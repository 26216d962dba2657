// Copyright 2025 dentsusoken
//
// Licensed under the Apache License, Version 2.0 (the "License");
// you may not use this file except in compliance with the License.
// You may obtain a copy of the License at
//
//     http://www.apache.org/licenses/LICENSE-2.0
//
// Unless required by applicable law or agreed to in writing, software
// distributed under the License is distributed on an "AS IS" BASIS,
// WITHOUT WARRANTIES OR CONDITIONS OF ANY KIND, either express or implied.
// See the License for the specific language governing permissions and
// limitations under the License.

use crate::error::{ApiError, Result};
use serde::{Deserialize, Serialize};

pub const DEFAULT_PAGE_SIZE: usize = 10;
pub const MAX_PAGE_SIZE: usize = 20;
pub const LARGER_PAGE_SIZE: usize = 50;

/// One page of results.
#[derive(Debug, Clone, PartialEq, Eq, Serialize, Deserialize)]
pub struct PaginationInfo<T> {
    /// Index of the following page, if it has any items.
    pub next: Option<usize>,
    pub page_size: usize,
    /// Total number of pages, only computed when asked for.
    #[serde(skip_serializing_if = "Option::is_none")]
    pub page_count: Option<usize>,
    pub data: Vec<T>,
}

/// Page size and limits used to cut result lists into pages.
#[derive(Debug, Clone, Copy, PartialEq, Eq)]
pub struct PageLimits {
    pub default_page_size: usize,
    pub max_page_size: usize,
}

impl Default for PageLimits {
    fn default() -> Self {
        Self {
            default_page_size: DEFAULT_PAGE_SIZE,
            max_page_size: MAX_PAGE_SIZE,
        }
    }
}

impl PageLimits {
    /// Resolves the effective page size: the requested size, or the default,
    /// capped at the maximum. Zero is rejected.
    pub fn page_size(&self, requested: Option<usize>) -> Result<usize> {
        let size = requested
            .unwrap_or(self.default_page_size)
            .min(self.max_page_size);
        if size == 0 {
            return Err(ApiError::InvalidParameter(
                "page_size must be greater than 0".to_string(),
            ));
        }
        Ok(size)
    }
}

/// Cuts `items` into pages and returns page `page` (zero based).
///
/// Only the requested page and the one after it are consumed unless
/// `show_page_count` asks for the total.
pub fn get_page<T, I>(
    page_size: Option<usize>,
    page: Option<usize>,
    items: I,
    show_page_count: bool,
    limits: PageLimits,
) -> Result<PaginationInfo<T>>
where
    I: IntoIterator<Item = T>,
{
    let page_size = limits.page_size(page_size)?;
    let page = page.unwrap_or(0);
    let skip = page.checked_mul(page_size).ok_or(ApiError::PageNotFound {
        page,
        page_size,
    })?;

    let mut iter = items.into_iter();
    let mut total = 0usize;

    // Advance to the requested page.
    for _ in 0..skip {
        if iter.next().is_none() {
            return Err(ApiError::PageNotFound { page, page_size });
        }
        total += 1;
    }

    let data: Vec<T> = iter.by_ref().take(page_size).collect();
    if data.is_empty() {
        return Err(ApiError::PageNotFound { page, page_size });
    }
    total += data.len();

    let has_next = if show_page_count {
        let remaining = iter.count();
        total += remaining;
        remaining > 0
    } else {
        iter.next().is_some()
    };

    Ok(PaginationInfo {
        next: has_next.then_some(page + 1),
        page_size,
        page_count: show_page_count.then(|| total.div_ceil(page_size)),
        data,
    })
}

_____

Task description >>
Above are the records; set each one down word for word.

Task result >>
repository 26216d962dba2657
// Copyright 2025 dentsusoken
//
// Licensed under the Apache License, Version 2.0 (the "License");
// you may not use this file except in compliance with the License.
// You may obtain a copy of the License at
//
//     http://www.apache.org/licenses/LICENSE-2.0
//
// Unless required by applicable law or agreed to in writing, software
// distributed under the License is distributed on an "AS IS" BASIS,
// WITHOUT WARRANTIES OR CONDITIONS OF ANY KIND, either express or implied.
// See the License for the specific language governing permissions and
// limitations under the License.

use crate::error::{ApiError, Result};
use serde::{Deserialize, Serialize};

pub const DEFAULT_PAGE_SIZE: usize = 10;
pub const MAX_PAGE_SIZE: usize = 20;
pub const LARGER_PAGE_SIZE: usize = 50;

/// One page of results.
#[derive(Debug, Clone, PartialEq, Eq, Serialize, Deserialize)]
pub struct PaginationInfo<T> {
    /// Index of the following page, if it has any items.
    pub next: Option<usize>,
    pub page_size: usize,
    /// Total number of pages, only computed when asked for.
    #[serde(skip_serializing_if = "Option::is_none")]
    pub page_count: Option<usize>,
    pub data: Vec<T>,
}

/// Page size and limits used to cut result lists into pages.
#[derive(Debug, Clone, Copy, PartialEq, Eq)]
pub struct PageLimits {
    pub default_page_size: usize,
    pub max_page_size: usize,
}

impl Default for PageLimits {
    fn default() -> Self {
        Self {
            default_page_size: DEFAULT_PAGE_SIZE,
            max_page_size: MAX_PAGE_SIZE,
        }
    }
}

impl PageLimits {
    /// Resolves the effective page size: the requested size, or the default,
    /// capped at the maximum. Zero is rejected.
    pub fn page_size(&self, requested: Option<usize>) -> Result<usize> {
        let size = requested
            .unwrap_or(self.default_page_size)
            .min(self.max_page_size);
        if size == 0 {
            return Err(ApiError::InvalidParameter(
                "page_size must be greater than 0".to_string(),
            ));
        }
        Ok(size)
    }
}

/// Cuts `items` into pages and returns page `page` (zero based).
///
/// Only the requested page and the one after it are consumed unless
/// `show_page_count` asks for the total.
pub fn get_page<T, I>(
    page_size: Option<usize>,
    page: Option<usize>,
    items: I,
    show_page_count: bool,
    limits: PageLimits,
) -> Result<PaginationInfo<T>>
where
    I: IntoIterator<Item = T>,
{
    let page_size = limits.page_size(page_size)?;
    let page = page.unwrap_or(0);
    let skip = page.checked_mul(page_size).ok_or(ApiError::PageNotFound {
        page,
        page_size,
    })?;

    let mut iter = items.into_iter();
    let mut total = 0usize;

    // Advance to the requested page.
    for _ in 0..skip {
        if iter.next().is_none() {
            return Err(ApiError::PageNotFound { page, page_size });
        }
        total += 1;
    }

    let data: Vec<T> = iter.by_ref().take(page_size).collect();
    if data.is_empty() {
        return Err(ApiError::PageNotFound { page, page_size });
    }
    total += data.len();

    let has_next = if show_page_count {
        let remaining = iter.count();
        total += remaining;
        remaining > 0
    } else {
        iter.next().is_some()
    };

    Ok(PaginationInfo {
        next: has_next.then_some(page + 1),
        page_size,
        page_count: show_page_count.then(|| total.div_ceil(page_size)),
        data,
    })
}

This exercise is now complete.